Market Bosworth RFC is an English rugby union club based in Market Bosworth, Leicestershire. Bosworth currently compete in Regional 2 Midlands East. The club play their home games at Cadeby Lane and their colours are blue and yellow. During the 2011 season, Market Bosworth's under-17's were National Champions as well as County Champions. Former England and British and Irish Lions player, Ollie Smith played for Market Bosworth from the age of 14. Market Bosworth's local rivals are Hinckley RFC.

==President==
John Ward has taken the role of Club President next season, replacing fellow president Harry Whitehead who has stepped down and it's fitting to note his long and distinguished contribution to the club. Harry grew up in North Wales but did not start playing rugby until he left school. His first two games were on the wing but he wasted little time in moving up to hooker where he played ever since. John Ward is a Bosworth club man through and through. He has been a Vice-President for a number of years and coached a Bosworth side at under-14's through to under-16's quite a number of this successful team are still playing or associated with the club.

==Ground==
Market Bosworth RFC is situated in open countryside, it is located on Cadeby Lane just outside the historic market town of Market Bosworth.
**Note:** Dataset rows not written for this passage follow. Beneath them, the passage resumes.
//! Structured view of a signature string.
//!
//! The IR keeps `sig` as opaque text. Emitters that need to look inside a
//! function signature can parse it here. The accepted syntax is the one
//! the scripting runtime prints for a callable:
//!
//! ```text
//! (a: int, b: str = 'x', /, c=None, *args: int, d: bool = True, **kwargs) -> dict
//! ```
//!
//! Splitting happens only at the top level, so commas, colons and equals
//! signs inside brackets or string literals stay part of an annotation or
//! default value.

use std::fmt;
use std::str::FromStr;

use crate::error::SignatureError;

/// How an argument can be bound to a parameter.
#[derive(Debug, Clone, Copy, PartialEq, Eq, Hash)]
pub enum ParameterKind {
    /// Declared before a `/` marker
    PositionalOnly,

    /// Ordinary parameter
    PositionalOrKeyword,

    /// `*args`
    VarPositional,

    /// Declared after `*` or `*args`
    KeywordOnly,

    /// `**kwargs`
    VarKeyword,
}

/// One parameter of a parsed signature.
#[derive(Debug, Clone, PartialEq, Eq)]
pub struct Parameter {
    pub name: String,
    pub kind: ParameterKind,
    pub annotation: Option<String>,
    pub default: Option<String>,
}

impl Parameter {
    /// Check if a caller must supply this parameter.
    pub fn is_required(&self) -> bool {
        self.default.is_none()
            && !matches!(
                self.kind,
                ParameterKind::VarPositional | ParameterKind::VarKeyword
            )
    }
}

/// A parsed call signature.
#[derive(Debug, Clone, Default, PartialEq, Eq)]
pub struct Signature {
    pub parameters: Vec<Parameter>,
    pub returns: Option<String>,
}

impl Signature {
    /// Parse a signature string.
    pub fn parse(input: &str) -> Result<Self, SignatureError> {
        let text = input.trim();
        if !text.starts_with('(') {
            return Err(SignatureError::MissingParen(text.to_string()));
        }

        let close =
            closing_paren(text).ok_or_else(|| SignatureError::Unbalanced(text.to_string()))?;
        let inner = &text[1..close];
        let rest = text[close + 1..].trim();

        let returns = if rest.is_empty() {
            None
        } else {
            match rest.strip_prefix("->").map(str::trim) {
                Some(ret) if !ret.is_empty() => Some(ret.to_string()),
                _ => return Err(SignatureError::TrailingText(rest.to_string())),
            }
        };

        let parameters = if inner.trim().is_empty() {
            Vec::new()
        } else {
            let parts = split_top_level(inner, ',')
                .ok_or_else(|| SignatureError::Unbalanced(text.to_string()))?;
            parse_parameters(&parts)?
        };

        Ok(Self {
            parameters,
            returns,
        })
    }

    /// Find a parameter by name.
    pub fn parameter(&self, name: &str) -> Option<&Parameter> {
        self.parameters.iter().find(|p| p.name == name)
    }

    /// Check if the signature accepts `*args` or `**kwargs`.
    pub fn is_variadic(&self) -> bool {
        self.parameters.iter().any(|p| {
            matches!(
                p.kind,
                ParameterKind::VarPositional | ParameterKind::VarKeyword
            )
        })
    }

    /// Parameters a caller must supply.
    pub fn required(&self) -> impl Iterator<Item = &Parameter> {
        self.parameters.iter().filter(|p| p.is_required())
    }
}

impl FromStr for Signature {
    type Err = SignatureError;

    fn from_str(s: &str) -> Result<Self, Self::Err> {
        Signature::parse(s)
    }
}

impl fmt::Display for Parameter {
    fn fmt(&self, f: &mut fmt::Formatter<'_>) -> fmt::Result {
        match self.kind {
            ParameterKind::VarPositional => f.write_str("*")?,
            ParameterKind::VarKeyword => f.write_str("**")?,
            _ => {}
        }
        f.write_str(&self.name)?;
        if let Some(annotation) = &self.annotation {
            write!(f, ": {}", annotation)?;
        }
        match (&self.annotation, &self.default) {
            (Some(_), Some(default)) => write!(f, " = {}", default),
            (None, Some(default)) => write!(f, "={}", default),
            _ => Ok(()),
        }
    }
}

impl fmt::Display for Signature {
    fn fmt(&self, f: &mut fmt::Formatter<'_>) -> fmt::Result {
        let mut parts = Vec::with_capacity(self.parameters.len() + 2);
        let has_var_positional = self
            .parameters
            .iter()
            .any(|p| p.kind == ParameterKind::VarPositional);
        let mut star_written = has_var_positional;

        for (i, param) in self.parameters.iter().enumerate() {
            if param.kind == ParameterKind::KeywordOnly && !star_written {
                parts.push("*".to_string());
                star_written = true;
            }
            parts.push(param.to_string());

            let next_positional_only = self
                .parameters
                .get(i + 1)
                .is_some_and(|p| p.kind == ParameterKind::PositionalOnly);
            if param.kind == ParameterKind::PositionalOnly && !next_positional_only {
                parts.push("/".to_string());
            }
        }

        write!(f, "({})", parts.join(", "))?;
        if let Some(returns) = &self.returns {
            write!(f, " -> {}", returns)?;
        }
        Ok(())
    }
}

fn parse_parameters(parts: &[&str]) -> Result<Vec<Parameter>, SignatureError> {
    let mut parameters: Vec<Parameter> = Vec::with_capacity(parts.len());
    let mut keyword_only = false;
    let mut slash_seen = false;
    let mut var_keyword_seen = false;

    for (position, raw) in parts.iter().enumerate() {
        let part = raw.trim();
        if part.is_empty() {
            return Err(SignatureError::EmptyParameter { position });
        }

        // `**kwargs` closes the parameter list.
        if var_keyword_seen {
            return Err(if part == "/" {
                SignatureError::MisplacedSlash { position }
            } else {
                SignatureError::AfterVarKeyword { position }
            });
        }

        if part == "/" {
            if slash_seen || keyword_only || parameters.is_empty() {
                return Err(SignatureError::MisplacedSlash { position });
            }
            slash_seen = true;
            for param in &mut parameters {
                param.kind = ParameterKind::PositionalOnly;
            }
            continue;
        }

        if part == "*" {
            keyword_only = true;
            continue;
        }

        let (kind, body) = if let Some(body) = part.strip_prefix("**") {
            var_keyword_seen = true;
            (ParameterKind::VarKeyword, body)
        } else if let Some(body) = part.strip_prefix('*') {
            keyword_only = true;
            (ParameterKind::VarPositional, body)
        } else if keyword_only {
            (ParameterKind::KeywordOnly, part)
        } else {
            (ParameterKind::PositionalOrKeyword, part)
        };

        let (head, default) = match find_top_level(body, '=') {
            Some(eq) => (&body[..eq], Some(body[eq + 1..].trim().to_string())),
            None => (body, None),
        };
        let (name, annotation) = match find_top_level(head, ':') {
            Some(colon) => (&head[..colon], Some(head[colon + 1..].trim().to_string())),
            None => (head, None),
        };

        let name = name.trim();
        if name.is_empty() {
            return Err(SignatureError::EmptyParameter { position });
        }

        parameters.push(Parameter {
            name: name.to_string(),
            kind,
            annotation: annotation.filter(|a| !a.is_empty()),
            default: default.filter(|d| !d.is_empty()),
        });
    }

    Ok(parameters)
}

fn closer_for(open: char) -> Option<char> {
    match open {
        '(' => Some(')'),
        '[' => Some(']'),
        '{' => Some('}'),
        _ => None,
    }
}

/// Tracks bracket nesting and string literals while walking a signature.
#[derive(Default)]
struct Nesting {
    stack: Vec<char>,
    quote: Option<char>,
    escaped: bool,
}

impl Nesting {
    /// Feed one character. Returns `Err(())` on a mismatched closer and
    /// `Ok(true)` when the character sits at the top level.
    fn feed(&mut self, c: char) -> Result<bool, ()> {
        if let Some(q) = self.quote {
            if self.escaped {
                self.escaped = false;
            } else if c == '\\' {
                self.escaped = true;
            } else if c == q {
                self.quote = None;
            }
            return Ok(false);
        }

        let top_level = self.stack.is_empty();
        match c {
            '\'' | '"' => self.quote = Some(c),
            '(' | '[' | '{' => {
                if let Some(closer) = closer_for(c) {
                    self.stack.push(closer);
                }
            }
            ')' | ']' | '}' => {
                if self.stack.pop() != Some(c) {
                    return Err(());
                }
            }
            _ => {}
        }
        Ok(top_level)
    }

    fn is_balanced(&self) -> bool {
        self.stack.is_empty() && self.quote.is_none()
    }
}

/// Byte index of the parenthesis closing the one at index 0.
fn closing_paren(text: &str) -> Option<usize> {
    let mut nesting = Nesting::default();
    for (i, c) in text.char_indices() {
        nesting.feed(c).ok()?;
        if i > 0 && nesting.is_balanced() {
            return Some(i);
        }
    }
    None
}

fn split_top_level(text: &str, sep: char) -> Option<Vec<&str>> {
    let mut nesting = Nesting::default();
    let mut parts = Vec::new();
    let mut start = 0;
    for (i, c) in text.char_indices() {
        if nesting.feed(c).ok()? && c == sep {
            parts.push(&text[start..i]);
            start = i + c.len_utf8();
        }
    }
    if !nesting.is_balanced() {
        return None;
    }
    parts.push(&text[start..]);
    Some(parts)
}

fn find_top_level(text: &str, target: char) -> Option<usize> {
    let mut nesting = Nesting::default();
    for (i, c) in text.char_indices() {
        if nesting.feed(c).ok()? && c == target {
            return Some(i);
        }
    }
    None
}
The rugby club offers a good sized function room and fully licensed bar, plus a vast outside area for functions.

===Coaches===
- Rob Harding, Director of Rugby
  - Tony Ballance, Backs Coach
  - Jonathan Chadburn, Backs Coach
  - Ian Saunders, Forwards Coach

==Under 17's National Champions==
Market Bosworth Under 17's travelled to Stourbridge on Sunday 1 May to take on West Country team Hucclecote in the National Finals of the Under 17's cup. Having beaten a very good Otley side in a hard fought semi-final at Doncaster the reward was a trip to Stourton home of Stourbridge R.F.C. to play Hucclecote. The team were praised by their head coach: "This was a fantastic performance by a group of players who have grown in stature, confidence and ability. "We knew this would be a tough game – and that's exactly what it proved to be. Hucclecote hadn't lost a game for two years. To stand any chance of winning, we had to be at the top of our game in all departments. But even I didn't expect the lads to cope so well with playing on the big stage."

==Honours==
- East Midlands/Leicestershire 1 champions: 1998–99
- Midlands East 2 champions: 1999–00
- Midlands 3 East (North) champions: 2001–02
- Leicestershire County Cup winners: 2004–05
- Midlands 2 (east v west) promotion play-off winners: 2004–05

==Sources==
- The article has largely been taken from the official Market Bosworth RFC website (link below)
- The images have all been taken from the Market Bosworth RFC Website (link below)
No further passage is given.